In the epic tale All The President’s Men, the secretive informant known as “Deep Throat” badgers Washington Post reporter Bob Woodward to “follow the money trail.” Deep Throat, who we now know to have been Mark Felt (the #2 man at the FBI), was convinced that if people knew how money was spent by the Committee to Re-Elect the President (CREEP) they could figure out exactly what happened, who did what and when. The same is true in the church. I believe many churches are not forthright about how they spend money, for a number of reasons.
Two sad snapshots
I served for three years as the executive pastor of a mid-sized congregation with a $3.4 million budget. The business administrator of the church was strident about reminding the congregation that 10 percent—a whopping $340,000—went to missions each year. We wore this truth as a badge of honor.
However, as I followed the money trail, I learned that included in the $340,000 was the $64,000 salary of the missions pastor and the $30,000 salary of the mission assistant, along with a variety of office expenses. So in reality the church “gave” about $230,000 to missions, and perhaps less.
The second money trail relates to the ever-sensitive matter of senior pastor compensation. I consulted with a church some time ago where the senior pastor’s base salary was $111,000 with another $21,000 in benefits for a total package of $132,000. The next highest paid staff person—an associate pastor who had served at the church for 15 years—earned $70,000.

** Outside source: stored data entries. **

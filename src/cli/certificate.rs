//
//  kongo
//  cli/certificate.rs
//
//  Created by Ngonidzashe Mangudya on 2026/01/12.
//  Copyright (c) 2025 IAMNGONI. All rights reserved.
//

//! `kongo certificate`: TLS certificates.
//!
//! Key material is never printed in table mode; use `--json` to see it.

use anyhow::Result;
use clap::{Args, Subcommand};

use crate::api::common::ListResponse;
use crate::api::resources::Certificate;
use crate::output::{format_list, format_timestamp, print_field, TableBuilder, TableOutput};

use super::{interrupt_token, write_page, GlobalOptions};

#[derive(Args, Debug)]
pub struct CertificateCommand {
    #[command(subcommand)]
    pub command: CertificateSubcommand,
}

#[derive(Subcommand, Debug)]
pub enum CertificateSubcommand {
    /// List certificates
    #[command(visible_alias = "ls")]
    List,

    /// Show a certificate
    #[command(visible_alias = "view")]
    Get(IdArgs),

    /// Delete a certificate
    #[command(visible_alias = "rm")]
    Delete(IdArgs),
}

#[derive(Args, Debug)]
pub struct IdArgs {
    /// Certificate id or one of its SNIs
    pub id: String,
}

impl CertificateCommand {
    pub async fn run(&self, global: &GlobalOptions) -> Result<()> {
        let client = global.client()?;
        let certificates = client.certificates().with_cancel(interrupt_token());
        let writer = global.writer();

        match &self.command {
            CertificateSubcommand::List => {
                let (page, _) = certificates.list().await?;
                write_page(&writer, &page)
            }
            CertificateSubcommand::Get(args) => {
                let (certificate, _) = certificates.get(&args.id).await?;
                writer.write(&certificate)
            }
            CertificateSubcommand::Delete(args) => {
                certificates.delete(&args.id).await?;
                writer.write_success(&format!("Deleted certificate {}", args.id));
                Ok(())
            }
        }
    }
}

impl TableOutput for ListResponse<Certificate> {
    fn print_table(&self, color: bool) {
        if self.data.is_empty() {
            println!("No certificates found");
            return;
        }

        TableBuilder::new()
            .color(color)
            .headers(["ID", "SNIs", "Created"])
            .rows(self.data.iter().map(|certificate| {
                [
                    certificate.id.clone(),
                    format_list(&certificate.snis),
                    format_timestamp(&certificate.created_at),
                ]
            }))
            .print();
    }
}

impl TableOutput for Certificate {
    fn print_table(&self, color: bool) {
        print_field("ID", &self.id, color);
        print_field("SNIs", &format_list(&self.snis), color);
        print_field("Created", &format_timestamp(&self.created_at), color);
    }
}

On one occasion I asked the administrative pastor of the church about this gap in compensation. He explained that he estimated that the senior pastor brings in excess of $1 million in tithes and offerings each year due to the fact that he was an incredible preacher. “When Patrick preaches the offering is 25 percent higher than when someone else preaches.” I asked if the congregation was made aware of the salary scale of the staff. Aghast, the business administrator told me the congregation could not handle that information well.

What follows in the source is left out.